Migrating from Gemini 2.5 Flash Live

When migrating from

gemini-2.5-flash-native-audio-preview-12-2025
to
gemini-3.1-flash-live-preview
:

  1. Model string — Update from
    gemini-2.5-flash-native-audio-preview-12-2025
    to
    gemini-3.1-flash-live-preview
    .
  2. Thinking configuration — Use
    thinkingLevel
    (
    minimal
    ,
    low
    ,
    medium
    ,
    high
    ) instead of
    thinkingBudget
    . Default is
    minimal
    for lowest latency.
  3. Server events — A single event can contain multiple content parts simultaneously (audio + transcript). Process all parts in each event.
  4. Client content
    send_client_content
    is only for seeding initial context history (set
    initial_history_in_client_content
    in
    history_config
    ). Use
    send_realtime_input
    for text during conversation.
  5. Turn coverage — Defaults to
    TURN_INCLUDES_AUDIO_ACTIVITY_AND_ALL_VIDEO
    instead of
    TURN_INCLUDES_ONLY_ACTIVITY
    . If sending constant video frames, consider sending only during audio activity to reduce costs.
  6. Async function calling — Not yet supported. Function calling is synchronous only.
  7. Proactive audio & affective dialogue — Not yet supported. Remove any configuration for these features.

Best Practices

  1. Use headphones when testing mic audio to prevent echo/self-interruption
  2. Enable context window compression for sessions longer than 15 minutes
  3. Implement session resumption to handle connection resets gracefully
  4. Use ephemeral tokens for client-side deployments — never expose API keys in browsers
  5. Use
    send_realtime_input
    for all real-time user input (audio, video, text). Reserve
    send_client_content
    only for seeding initial context history
  6. Send
    audioStreamEnd
    when the mic is paused to flush cached audio
  7. Clear audio playback queues on interruption signals
  8. Process all parts in each server event — events can contain multiple content parts

Documentation Lookup

When MCP is Installed (Preferred)

If the

search_documentation
tool (from the Google MCP server) is available, use it as your only documentation source:

  1. Call
    search_documentation
    with your query
  2. Read the returned documentation
  3. Trust MCP results as source of truth for API details — they are always up-to-date.

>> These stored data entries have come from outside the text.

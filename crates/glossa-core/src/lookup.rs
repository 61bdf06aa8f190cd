use std::sync::Arc;
use std::sync::atomic::{AtomicU64, Ordering};
use std::time::Duration;

use glossa_provider::{LexicalProvider, ProviderError, SpeechSynthesizer, WordDetail};
use tokio::sync::RwLock;

use crate::error::LookupFailure;
use crate::types::LookupKey;

/// Visible state of the active lookup attempt
#[derive(Debug, Clone, Default)]
pub enum LookupState {
    #[default]
    Idle,
    Pending,
    Resolved(WordDetail),
    Failed {
        reason: LookupFailure,
        message: String,
    },
}

/// What one attempt produced, as seen by its caller.
///
/// `Superseded` means a newer attempt replaced this one while its provider
/// calls were in flight; the outcome was dropped and must not be shown.
#[derive(Debug, Clone)]
pub enum LookupOutcome {
    Resolved(WordDetail),
    Failed {
        reason: LookupFailure,
        message: String,
    },
    Superseded,
}

/// One started attempt, holding the generation it must commit against
#[derive(Debug)]
pub struct Attempt {
    key: LookupKey,
    generation: u64,
}

impl Attempt {
    pub fn key(&self) -> &LookupKey {
        &self.key
    }
}

/// Runs lookup attempts against the text and audio providers.
///
/// Starting a new attempt preempts any prior one: no cancellation signal is
/// sent, but a stale attempt's outcome is discarded at commit time by
/// comparing its generation against the current one.
pub struct LookupCoordinator<L, S> {
    lexical: Arc<L>,
    speech: Arc<S>,
    timeout: Option<Duration>,
    generation: AtomicU64,
    active: RwLock<Option<LookupKey>>,
    state: RwLock<LookupState>,
}

impl<L, S> LookupCoordinator<L, S>
where
    L: LexicalProvider,
    S: SpeechSynthesizer,
{
    pub fn new(lexical: Arc<L>, speech: Arc<S>, timeout: Option<Duration>) -> Self {
        Self {
            lexical,
            speech,
            timeout,
            generation: AtomicU64::new(0),
            active: RwLock::new(None),
            state: RwLock::new(LookupState::Idle),
        }
    }

    pub async fn state(&self) -> LookupState {
        self.state.read().await.clone()
    }

    pub async fn active_key(&self) -> Option<LookupKey> {
        self.active.read().await.clone()
    }

    /// Start an attempt: bump the generation, record the active key and move
    /// to `Pending`, clearing any previous result.
    ///
    /// Kept separate from [`run`](Self::run) so callers can fix attempt order
    /// at event-handling time and run the fetch on a spawned task.
    pub async fn begin(&self, key: LookupKey) -> Attempt {
        let generation = self.generation.fetch_add(1, Ordering::SeqCst) + 1;
        {
            let mut state = self.state.write().await;
            *self.active.write().await = Some(key.clone());
            *state = LookupState::Pending;
        }
        tracing::debug!("lookup attempt {} for '{}'", generation, key.term);

        Attempt { key, generation }
    }

    /// Convenience wrapper: begin and run in one call
    pub async fn lookup(&self, key: LookupKey) -> LookupOutcome {
        let attempt = self.begin(key).await;
        self.run(attempt).await
    }

    /// Run one started attempt to completion.
    ///
    /// Both provider calls are issued concurrently and awaited jointly; the
    /// attempt leaves `Pending` only after both settle. Audio failure is
    /// non-fatal, text failure is.
    pub async fn run(&self, attempt: Attempt) -> LookupOutcome {
        let Attempt { key, generation } = attempt;

        let fetch = async {
            tokio::join!(
                self.lexical
                    .term_details(&key.term, key.source.clone(), key.target.clone()),
                self.speech.synthesize(&key.term),
            )
        };

        let (text, audio) = match self.timeout {
            Some(limit) => match tokio::time::timeout(limit, fetch).await {
                Ok(settled) => settled,
                Err(_) => {
                    tracing::warn!("lookup for '{}' timed out after {:?}", key.term, limit);
                    (
                        Err(ProviderError::ApiError("request timed out".to_string())),
                        Ok(None),
                    )
                }
            },
            None => fetch.await,
        };

        let outcome = match text {
            Ok(Some(mut detail)) if detail.is_well_formed() => {
                detail.audio = match audio {
                    Ok(bytes) => bytes,
                    Err(e) => {
                        tracing::debug!("audio unavailable for '{}': {}", key.term, e);
                        None
                    }
                };
                // Same-language lookups never carry a translation
                if key.source == key.target {
                    detail.translation = None;
                }
                LookupOutcome::Resolved(detail)
            }
            Ok(_) => LookupOutcome::Failed {
                reason: LookupFailure::MalformedResponse,
                message: LookupFailure::MalformedResponse.user_message().to_string(),
            },
            Err(e) => {
                tracing::warn!("lookup for '{}' failed: {}", key.term, e);
                LookupOutcome::Failed {
                    reason: LookupFailure::Provider,
                    message: LookupFailure::Provider.user_message().to_string(),
                }
            }
        };

        self.commit(generation, outcome).await
    }

    /// Apply an attempt's outcome unless a newer attempt has started since.
    async fn commit(&self, generation: u64, outcome: LookupOutcome) -> LookupOutcome {
        let mut state = self.state.write().await;

        if self.generation.load(Ordering::SeqCst) != generation {
            tracing::debug!("dropping stale outcome from attempt {}", generation);
            return LookupOutcome::Superseded;
        }

        match &outcome {
            LookupOutcome::Resolved(detail) => {
                *state = LookupState::Resolved(detail.clone());
            }
            LookupOutcome::Failed { reason, message } => {
                *state = LookupState::Failed {
                    reason: *reason,
                    message: message.clone(),
                };
            }
            LookupOutcome::Superseded => {}
        }

        outcome
    }
}

#[cfg(test)]
mod tests {
    use std::sync::atomic::AtomicUsize;
    use std::time::Duration;

    use glossa_provider::{LanguageCode, ProviderMetadata, SpeechError};
    use tokio::time::timeout;

    use super::*;

    /// Lexical fake that builds a detail from the term it was asked about
    struct EchoLexical {
        slow_term: Option<String>,
        missing: bool,
        fail: bool,
        empty_definition: bool,
        calls: AtomicUsize,
    }

    impl EchoLexical {
        fn ok() -> Self {
            Self {
                slow_term: None,
                missing: false,
                fail: false,
                empty_definition: false,
                calls: AtomicUsize::new(0),
            }
        }
    }

    #[async_trait::async_trait]
    impl LexicalProvider for EchoLexical {
        async fn term_details(
            &self,
            term: &str,
            source: LanguageCode,
            target: LanguageCode,
        ) -> Result<Option<WordDetail>, ProviderError> {
            self.calls.fetch_add(1, Ordering::SeqCst);

            let delay = if self.slow_term.as_deref() == Some(term) {
                Duration::from_millis(200)
            } else {
                Duration::from_millis(5)
            };
            tokio::time::sleep(delay).await;

            if self.fail {
                return Err(ProviderError::ApiError("boom".to_string()));
            }
            if self.missing {
                return Ok(None);
            }

            Ok(Some(WordDetail {
                definition: if self.empty_definition {
                    "  ".to_string()
                } else {
                    format!("definition of {term}")
                },
                example_sentences: vec![format!("An example with {term}.")],
                // Always answered, even for same-language requests; the
                // coordinator is responsible for stripping it
                translation: Some(format!("{term} in {target}")),
                part_of_speech: Some("noun".to_string()),
                pronunciation: Some(format!("/{term}/")),
                related_words: vec![],
                audio: None,
            }))
        }

        async fn detect_language(
            &self,
            _text: &str,
        ) -> Result<Option<LanguageCode>, ProviderError> {
            Ok(None)
        }

        fn supported_languages(&self) -> Vec<LanguageCode> {
            vec!["en".to_string(), "de".to_string()]
        }

        fn metadata(&self) -> ProviderMetadata {
            ProviderMetadata {
                name: "echo".to_string(),
                requires_api_key: false,
                free_tier_available: true,
            }
        }
    }

    struct FixedSpeech {
        audio: Option<Vec<u8>>,
        fail: bool,
    }

    #[async_trait::async_trait]
    impl SpeechSynthesizer for FixedSpeech {
        async fn synthesize(&self, _term: &str) -> Result<Option<Vec<u8>>, SpeechError> {
            if self.fail {
                return Err(SpeechError::ApiError("no voice".to_string()));
            }
            Ok(self.audio.clone())
        }

        fn metadata(&self) -> ProviderMetadata {
            ProviderMetadata {
                name: "fixed".to_string(),
                requires_api_key: false,
                free_tier_available: true,
            }
        }
    }

    fn key(term: &str, source: &str, target: &str) -> LookupKey {
        LookupKey {
            term: term.to_string(),
            source: source.to_string(),
            target: target.to_string(),
        }
    }

    fn coordinator(
        lexical: EchoLexical,
        speech: FixedSpeech,
    ) -> Arc<LookupCoordinator<EchoLexical, FixedSpeech>> {
        Arc::new(LookupCoordinator::new(
            Arc::new(lexical),
            Arc::new(speech),
            None,
        ))
    }

    #[tokio::test]
    async fn resolves_and_merges_audio() {
        let coordinator = coordinator(
            EchoLexical::ok(),
            FixedSpeech {
                audio: Some(vec![1, 2, 3]),
                fail: false,
            },
        );

        match coordinator.lookup(key("fox", "en", "de")).await {
            LookupOutcome::Resolved(detail) => {
                assert_eq!(detail.definition, "definition of fox");
                assert_eq!(detail.audio, Some(vec![1, 2, 3]));
                assert_eq!(detail.translation.as_deref(), Some("fox in de"));
            }
            other => panic!("expected resolved, got {other:?}"),
        }

        assert!(matches!(
            coordinator.state().await,
            LookupState::Resolved(_)
        ));
    }

    #[tokio::test]
    async fn audio_failure_is_not_fatal() {
        let coordinator = coordinator(
            EchoLexical::ok(),
            FixedSpeech {
                audio: None,
                fail: true,
            },
        );

        match coordinator.lookup(key("fox", "en", "de")).await {
            LookupOutcome::Resolved(detail) => assert_eq!(detail.audio, None),
            other => panic!("expected resolved, got {other:?}"),
        }
    }

    #[tokio::test]
    async fn same_language_lookup_never_carries_translation() {
        let coordinator = coordinator(
            EchoLexical::ok(),
            FixedSpeech {
                audio: None,
                fail: false,
            },
        );

        match coordinator.lookup(key("fox", "en", "en")).await {
            LookupOutcome::Resolved(detail) => assert_eq!(detail.translation, None),
            other => panic!("expected resolved, got {other:?}"),
        }
    }

    #[tokio::test]
    async fn missing_payload_is_malformed_response() {
        let coordinator = coordinator(
            EchoLexical {
                missing: true,
                ..EchoLexical::ok()
            },
            FixedSpeech {
                audio: None,
                fail: false,
            },
        );

        match coordinator.lookup(key("fox", "en", "de")).await {
            LookupOutcome::Failed { reason, message } => {
                assert_eq!(reason, LookupFailure::MalformedResponse);
                assert_eq!(message, LookupFailure::MalformedResponse.user_message());
            }
            other => panic!("expected failure, got {other:?}"),
        }
    }

    #[tokio::test]
    async fn empty_definition_fails_validation() {
        let coordinator = coordinator(
            EchoLexical {
                empty_definition: true,
                ..EchoLexical::ok()
            },
            FixedSpeech {
                audio: None,
                fail: false,
            },
        );

        match coordinator.lookup(key("fox", "en", "de")).await {
            LookupOutcome::Failed { reason, .. } => {
                assert_eq!(reason, LookupFailure::MalformedResponse);
            }
            other => panic!("expected failure, got {other:?}"),
        }
    }

    #[tokio::test]
    async fn provider_error_keeps_its_own_reason() {
        let coordinator = coordinator(
            EchoLexical {
                fail: true,
                ..EchoLexical::ok()
            },
            FixedSpeech {
                audio: None,
                fail: false,
            },
        );

        match coordinator.lookup(key("fox", "en", "de")).await {
            LookupOutcome::Failed { reason, .. } => assert_eq!(reason, LookupFailure::Provider),
            other => panic!("expected failure, got {other:?}"),
        }
    }

    #[tokio::test]
    async fn newer_attempt_preempts_older_one() {
        let coordinator = coordinator(
            EchoLexical {
                slow_term: Some("slow".to_string()),
                ..EchoLexical::ok()
            },
            FixedSpeech {
                audio: None,
                fail: false,
            },
        );

        let first = {
            let coordinator = Arc::clone(&coordinator);
            tokio::spawn(async move { coordinator.lookup(key("slow", "en", "de")).await })
        };
        tokio::time::sleep(Duration::from_millis(50)).await;

        let second = coordinator.lookup(key("fast", "en", "de")).await;
        assert!(matches!(second, LookupOutcome::Resolved(_)));

        let first = timeout(Duration::from_secs(2), first)
            .await
            .expect("first attempt never settled")
            .expect("first attempt panicked");
        assert!(matches!(first, LookupOutcome::Superseded));

        // Only the newer attempt's outcome is visible
        match coordinator.state().await {
            LookupState::Resolved(detail) => {
                assert_eq!(detail.definition, "definition of fast");
            }
            other => panic!("expected resolved state, got {other:?}"),
        }
        assert_eq!(
            coordinator.active_key().await,
            Some(key("fast", "en", "de"))
        );
    }

    #[tokio::test]
    async fn bounded_timeout_maps_to_provider_failure() {
        let coordinator = Arc::new(LookupCoordinator::new(
            Arc::new(EchoLexical {
                slow_term: Some("slow".to_string()),
                ..EchoLexical::ok()
            }),
            Arc::new(FixedSpeech {
                audio: None,
                fail: false,
            }),
            Some(Duration::from_millis(50)),
        ));

        match coordinator.lookup(key("slow", "en", "de")).await {
            LookupOutcome::Failed { reason, .. } => assert_eq!(reason, LookupFailure::Provider),
            other => panic!("expected failure, got {other:?}"),
        }
    }
}
use std::sync::Arc;
use std::sync::atomic::{AtomicU64, Ordering};
use std::time::Duration;

use glossa_provider::{LanguageCode, LexicalProvider};
use tokio::sync::{Mutex, RwLock};
use tokio::task::JoinHandle;

/// Detection status exposed to the UI layer
#[derive(Debug, Clone, Default, PartialEq)]
pub struct DetectionState {
    pub language: Option<LanguageCode>,
    pub detecting: bool,
}

/// Debounced source-language detection.
///
/// Every text change replaces the pending timer; only the text that survives a
/// full quiet period triggers a provider call. Stale timers and stale call
/// results are dropped by generation comparison, so clearing the input resets
/// the state without waiting for an outstanding call.
pub struct LanguageDetector<L> {
    provider: Arc<L>,
    quiet: Duration,
    generation: Arc<AtomicU64>,
    state: Arc<RwLock<DetectionState>>,
    pending: Mutex<Option<JoinHandle<()>>>,
}

impl<L> LanguageDetector<L>
where
    L: LexicalProvider + 'static,
{
    pub fn new(provider: Arc<L>, quiet: Duration) -> Self {
        Self {
            provider,
            quiet,
            generation: Arc::new(AtomicU64::new(0)),
            state: Arc::new(RwLock::new(DetectionState::default())),
            pending: Mutex::new(None),
        }
    }

    pub async fn state(&self) -> DetectionState {
        self.state.read().await.clone()
    }

    /// Reschedule detection for the latest text, replacing any pending timer.
    ///
    /// Empty text resets the detection state immediately.
    pub async fn text_changed(&self, text: &str) {
        let generation = self.generation.fetch_add(1, Ordering::SeqCst) + 1;

        let mut pending = self.pending.lock().await;
        if let Some(handle) = pending.take() {
            handle.abort();
        }

        if text.trim().is_empty() {
            *self.state.write().await = DetectionState::default();
            return;
        }

        let provider = Arc::clone(&self.provider);
        let state = Arc::clone(&self.state);
        let generations = Arc::clone(&self.generation);
        let quiet = self.quiet;
        let text = text.to_string();

        *pending = Some(tokio::spawn(async move {
            tokio::time::sleep(quiet).await;

            if generations.load(Ordering::SeqCst) != generation {
                return;
            }
            {
                let mut guard = state.write().await;
                if generations.load(Ordering::SeqCst) == generation {
                    guard.detecting = true;
                }
            }

            let language = match provider.detect_language(&text).await {
                Ok(answer) => answer.filter(|code| provider.supported_languages().contains(code)),
                Err(e) => {
                    // Detection failure is silent; consumers fall back to the
                    // default source language
                    tracing::debug!("language detection failed: {}", e);
                    None
                }
            };

            let mut guard = state.write().await;
            if generations.load(Ordering::SeqCst) == generation {
                tracing::debug!("detected language: {:?}", language);
                *guard = DetectionState {
                    language,
                    detecting: false,
                };
            }
        }));
    }
}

[!IMPORTANT] When MCP tools are present, never fetch URLs manually. MCP provides up-to-date, indexed documentation that is more accurate and token-efficient than URL fetching.

When MCP is NOT Installed (Fallback Only)

If no MCP documentation tools are available, fetch from the official docs index:

llms.txt URL:

https://ai.google.dev/gemini-api/docs/llms.txt

This index contains links to all documentation pages in

.md.txt
format. Use web fetch tools to:

  1. Fetch
    llms.txt
    to discover available documentation pages
  2. Fetch specific pages (e.g.,
    https://ai.google.dev/gemini-api/docs/live-session.md.txt
    )

Key Documentation Pages

[!IMPORTANT] Those are not all the documentation pages. Use the

llms.txt
index to discover available documentation pages

Supported Languages

The Live API supports 70 languages including: English, Spanish, French, German, Italian, Portuguese, Chinese, Japanese, Korean, Hindi, Arabic, Russian, and many more. Native audio models automatically detect and switch languages.